Negenentwintig minuten en geen minuut langer. Negenentwintig minuten lang heeft de vreugde geduurd. Negenentwintig minuten lang waande ik me schrijver, eentje die gelauwerd, gepubliceerd en op handen gedragen zou worden. Negenentwintig minuten lang beeldde ik me in hoe ik de heersende koningen der Vlaamse letteren al van de troon gestoten had. Ik pende ontroerende woorden neer vol hartstocht en verdoken passie en deelde deze pure intimiteit met uw administratie. Negenentwintig minuten lang ben ik er van overtuigd geweest dat zij er oprecht ontroerd van waren, elkaar even bevestigend aan knikten en als het even kon ook een traantje wegpinkten, al was het maar een kleintje.

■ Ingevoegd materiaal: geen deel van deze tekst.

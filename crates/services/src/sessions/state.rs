use std::fmt;

use quiz_core::model::Question;
use serde::Serialize;

/// Per-question sub-state while a round is running.
#[derive(Debug, Clone, Copy, PartialEq, Eq, Serialize)]
#[serde(rename_all = "snake_case")]
pub enum QuestionPhase {
    Unanswered,
    Answered,
}

/// Top-level screen state of a quiz.
#[derive(Debug, Clone, Copy, PartialEq, Eq, Default, Serialize)]
#[serde(tag = "phase", content = "question", rename_all = "snake_case")]
pub enum QuizPhase {
    #[default]
    NotStarted,
    InProgress(QuestionPhase),
    Finished,
}

/// Transitions a caller can request.
#[derive(Debug, Clone, Copy, PartialEq, Eq, Serialize)]
#[serde(rename_all = "snake_case")]
pub enum Transition {
    Start,
    SelectAnswer,
    Advance,
}

impl fmt::Display for QuizPhase {
    fn fmt(&self, f: &mut fmt::Formatter<'_>) -> fmt::Result {
        match self {
            QuizPhase::NotStarted => write!(f, "not started"),
            QuizPhase::InProgress(QuestionPhase::Unanswered) => write!(f, "awaiting an answer"),
            QuizPhase::InProgress(QuestionPhase::Answered) => write!(f, "showing feedback"),
            QuizPhase::Finished => write!(f, "finished"),
        }
    }
}

impl fmt::Display for Transition {
    fn fmt(&self, f: &mut fmt::Formatter<'_>) -> fmt::Result {
        match self {
            Transition::Start => write!(f, "start"),
            Transition::SelectAnswer => write!(f, "select an answer"),
            Transition::Advance => write!(f, "advance"),
        }
    }
}

/// Mutable state of one round. Owned by `QuizSession` and replaced on restart.
#[derive(Debug, Clone, Default, PartialEq, Eq)]
pub struct SessionState {
    pub(crate) questions: Vec<Question>,
    pub(crate) current_index: usize,
    pub(crate) score: u32,
    pub(crate) selected: Option<String>,
    pub(crate) answered: bool,
}

impl SessionState {
    pub(crate) fn new(questions: Vec<Question>) -> Self {
        Self {
            questions,
            ..Self::default()
        }
    }

    #[must_use]
    pub fn questions(&self) -> &[Question] {
        &self.questions
    }

    #[must_use]
    pub fn current_index(&self) -> usize {
        self.current_index
    }

    #[must_use]
    pub fn score(&self) -> u32 {
        self.score
    }

    #[must_use]
    pub fn selected(&self) -> Option<&str> {
        self.selected.as_deref()
    }

    #[must_use]
    pub fn answered(&self) -> bool {
        self.answered
    }

    #[must_use]
    pub fn current_question(&self) -> Option<&Question> {
        self.questions.get(self.current_index)
    }
}
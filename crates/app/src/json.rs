use std::io::{self, Write};

use quiz_core::model::{Question, QuestionConfig, QuizSummary, WordEntry};
use serde::Serialize;
use services::{QuizObserver, QuizPhase};

use crate::screen::Screen;

/// One line of the JSON event stream.
#[derive(Debug, Serialize)]
#[serde(tag = "event", rename_all = "snake_case")]
enum Event<'a> {
    Welcome {
        entries: usize,
        config: QuestionConfig,
    },
    QuestionLoaded {
        index: usize,
        total: usize,
        question: &'a Question,
    },
    AnswerEvaluated {
        is_correct: bool,
        correct_answer: &'a str,
        correct_entry: &'a WordEntry,
    },
    ScoreChanged {
        score: u32,
    },
    Finished {
        #[serde(flatten)]
        summary: &'a QuizSummary,
    },
    Awaiting {
        phase: QuizPhase,
    },
    Notice {
        message: &'a str,
    },
}

/// Screen that writes one JSON object per event, for scripted front ends.
pub struct JsonScreen<W> {
    out: W,
    error: Option<io::Error>,
}

impl<W: Write> JsonScreen<W> {
    pub fn new(out: W) -> Self {
        Self { out, error: None }
    }

    #[cfg(test)]
    pub fn into_inner(self) -> W {
        self.out
    }

    fn emit(&mut self, event: &Event<'_>) {
        if self.error.is_some() {
            return;
        }
        let written = serde_json::to_writer(&mut self.out, event)
            .map_err(io::Error::from)
            .and_then(|()| writeln!(self.out))
            .and_then(|()| self.out.flush());
        if let Err(err) = written {
            self.error = Some(err);
        }
    }
}

impl<W: Write> QuizObserver for JsonScreen<W> {
    fn on_question_loaded(&mut self, question: &Question, index: usize, total: usize) {
        self.emit(&Event::QuestionLoaded {
            index,
            total,
            question,
        });
    }

    fn on_answer_evaluated(
        &mut self,
        is_correct: bool,
        correct_answer: &str,
        correct_entry: &WordEntry,
    ) {
        self.emit(&Event::AnswerEvaluated {
            is_correct,
            correct_answer,
            correct_entry,
        });
    }

    fn on_score_changed(&mut self, score: u32) {
        self.emit(&Event::ScoreChanged { score });
    }

    fn on_finished(&mut self, summary: &QuizSummary) {
        self.emit(&Event::Finished { summary });
    }
}

impl<W: Write> Screen for JsonScreen<W> {
    fn show_welcome(&mut self, entries: usize, config: QuestionConfig) {
        self.emit(&Event::Welcome { entries, config });
    }

    fn show_hint(&mut self, phase: QuizPhase, _options: usize) {
        self.emit(&Event::Awaiting { phase });
    }

    fn show_notice(&mut self, message: &str) {
        self.emit(&Event::Notice { message });
    }

    fn take_error(&mut self) -> Option<io::Error> {
        self.error.take()
    }
}

#[cfg(test)]
mod tests {
    use super::*;
    use serde_json::{Value, json};

    fn lines(screen: JsonScreen<Vec<u8>>) -> Vec<Value> {
        String::from_utf8(screen.into_inner())
            .unwrap()
            .lines()
            .map(|line| serde_json::from_str(line).unwrap())
            .collect()
    }

    #[test]
    fn events_are_tagged_lines() {
        let mut screen = JsonScreen::new(Vec::new());
        screen.on_score_changed(3);
        screen.on_finished(&QuizSummary::new(3, 4).unwrap());
        screen.show_hint(QuizPhase::Finished, 4);

        let events = lines(screen);
        assert_eq!(events[0], json!({ "event": "score_changed", "score": 3 }));
        assert_eq!(
            events[1],
            json!({
                "event": "finished",
                "score": 3,
                "total": 4,
                "percentage": 75,
                "tier": "good",
            })
        );
        assert_eq!(
            events[2],
            json!({ "event": "awaiting", "phase": { "phase": "finished" } })
        );
    }

    #[test]
    fn answer_event_carries_entry() {
        let entry = WordEntry::new("hija", "дочь", Some("👧")).unwrap();
        let mut screen = JsonScreen::new(Vec::new());
        screen.on_answer_evaluated(false, "дочь", &entry);

        let events = lines(screen);
        assert_eq!(events[0]["event"], "answer_evaluated");
        assert_eq!(events[0]["is_correct"], false);
        assert_eq!(events[0]["correct_entry"]["source"], "hija");
        assert_eq!(events[0]["correct_entry"]["pictogram"], "👧");
    }
}
mod intent;
mod observer;
mod progress;
mod service;
mod state;

// Public API of the quiz session subsystem.
pub use crate::error::SessionError;
pub use intent::{IntentOutcome, QuizIntent};
pub use observer::{NoopObserver, QuizObserver};
pub use progress::QuizProgress;
pub use service::{Advance, AnswerFeedback, QuizSession};
pub use state::{QuestionPhase, QuizPhase, SessionState, Transition};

Niets is minder waar. Na negenentwintig minuten pure euforie, kwamen de woorden die een symbolisch wig door mijn schrijvershart boorden:

Beste,
Onderstaande mail werd u per vergissing toegestuurd.
Hierbij sturen wij u de rechtzetting. Wij excuseren ons voor deze vergissing.

Geen greintje sympathie. Droge verontschuldigingen moeten m’n tranen drogen. Mijn pen ligt doelloos naast mij op zoek naar een zin in dit leven. Ik ben een gebroken man. Meer kan ik niet zeggen. Niet gelauwerd, noch gepubliceerd. Zelfs een troostprijs kan mijn poëzie niet krijgen, noch troost kon ze brengen.

Gelukkig hebt u nog enkele weken tijd voor de finale uitreiking. Tijd om uw fouten recht te zetten en de pracht van mijn schrijven in te zien. Tijd om de brokken te lijmen. Ik beloof u dat ik het sportief zal opnemen en er met niemand een woord over rep. Over sommige dingen moet niet gepraat worden, fairplay van mijn kant heet dat.

Met de meeste hoogachting en de nodige korrels zout van een toch ietwat groen lachende ik.